When a line below holds the string "legend", show that line.

[INFORMATION SUPPLIED — start]

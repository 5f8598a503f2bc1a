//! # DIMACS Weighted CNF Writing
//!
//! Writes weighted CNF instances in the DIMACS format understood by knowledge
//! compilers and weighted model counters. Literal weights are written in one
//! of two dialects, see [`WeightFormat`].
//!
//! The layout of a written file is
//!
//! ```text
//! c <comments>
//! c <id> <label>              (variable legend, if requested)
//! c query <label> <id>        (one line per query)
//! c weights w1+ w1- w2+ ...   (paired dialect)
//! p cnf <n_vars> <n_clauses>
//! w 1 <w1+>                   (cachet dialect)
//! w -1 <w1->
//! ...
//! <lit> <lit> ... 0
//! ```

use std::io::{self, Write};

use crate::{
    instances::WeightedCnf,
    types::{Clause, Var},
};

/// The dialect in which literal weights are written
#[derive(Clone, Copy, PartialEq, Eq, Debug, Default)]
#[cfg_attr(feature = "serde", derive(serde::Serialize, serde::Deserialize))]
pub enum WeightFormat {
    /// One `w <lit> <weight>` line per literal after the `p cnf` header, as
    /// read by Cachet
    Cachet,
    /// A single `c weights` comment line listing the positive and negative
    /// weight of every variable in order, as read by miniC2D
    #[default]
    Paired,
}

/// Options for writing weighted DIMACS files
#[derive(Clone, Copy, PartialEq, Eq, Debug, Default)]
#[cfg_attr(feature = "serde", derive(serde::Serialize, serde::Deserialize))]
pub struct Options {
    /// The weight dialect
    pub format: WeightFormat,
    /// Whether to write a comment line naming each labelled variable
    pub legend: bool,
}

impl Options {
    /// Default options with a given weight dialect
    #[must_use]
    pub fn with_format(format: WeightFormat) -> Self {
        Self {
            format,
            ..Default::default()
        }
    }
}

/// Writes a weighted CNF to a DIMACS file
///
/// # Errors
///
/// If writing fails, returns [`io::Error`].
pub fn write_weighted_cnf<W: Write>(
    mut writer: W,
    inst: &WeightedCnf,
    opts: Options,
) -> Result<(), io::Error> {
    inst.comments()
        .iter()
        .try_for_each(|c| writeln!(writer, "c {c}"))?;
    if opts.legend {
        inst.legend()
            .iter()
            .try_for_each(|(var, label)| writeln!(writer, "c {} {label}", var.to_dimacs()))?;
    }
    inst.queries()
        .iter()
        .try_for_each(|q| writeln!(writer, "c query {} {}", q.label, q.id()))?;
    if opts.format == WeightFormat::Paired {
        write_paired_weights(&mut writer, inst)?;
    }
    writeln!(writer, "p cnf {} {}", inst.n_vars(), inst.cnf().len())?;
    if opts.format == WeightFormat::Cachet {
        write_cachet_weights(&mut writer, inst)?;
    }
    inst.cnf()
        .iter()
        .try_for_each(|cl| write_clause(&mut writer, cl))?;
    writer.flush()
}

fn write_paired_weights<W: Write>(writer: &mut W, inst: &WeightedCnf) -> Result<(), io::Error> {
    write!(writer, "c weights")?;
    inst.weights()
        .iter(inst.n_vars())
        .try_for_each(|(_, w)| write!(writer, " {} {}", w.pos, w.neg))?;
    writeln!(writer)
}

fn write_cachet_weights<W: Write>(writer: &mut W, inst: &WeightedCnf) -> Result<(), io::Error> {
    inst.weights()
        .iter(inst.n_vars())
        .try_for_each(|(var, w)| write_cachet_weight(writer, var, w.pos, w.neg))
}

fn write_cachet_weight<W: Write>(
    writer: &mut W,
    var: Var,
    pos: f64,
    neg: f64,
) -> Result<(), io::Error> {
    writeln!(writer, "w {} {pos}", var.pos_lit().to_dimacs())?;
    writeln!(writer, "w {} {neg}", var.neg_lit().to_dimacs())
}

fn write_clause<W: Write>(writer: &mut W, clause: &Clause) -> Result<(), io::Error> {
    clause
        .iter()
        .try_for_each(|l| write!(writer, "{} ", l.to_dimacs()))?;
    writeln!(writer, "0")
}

[INFORMATION SUPPLIED — finish]

*RESPONSE TO THIS TASK*.
//! c <id> <label>              (variable legend, if requested)
    pub legend: bool,
    if opts.legend {
        inst.legend()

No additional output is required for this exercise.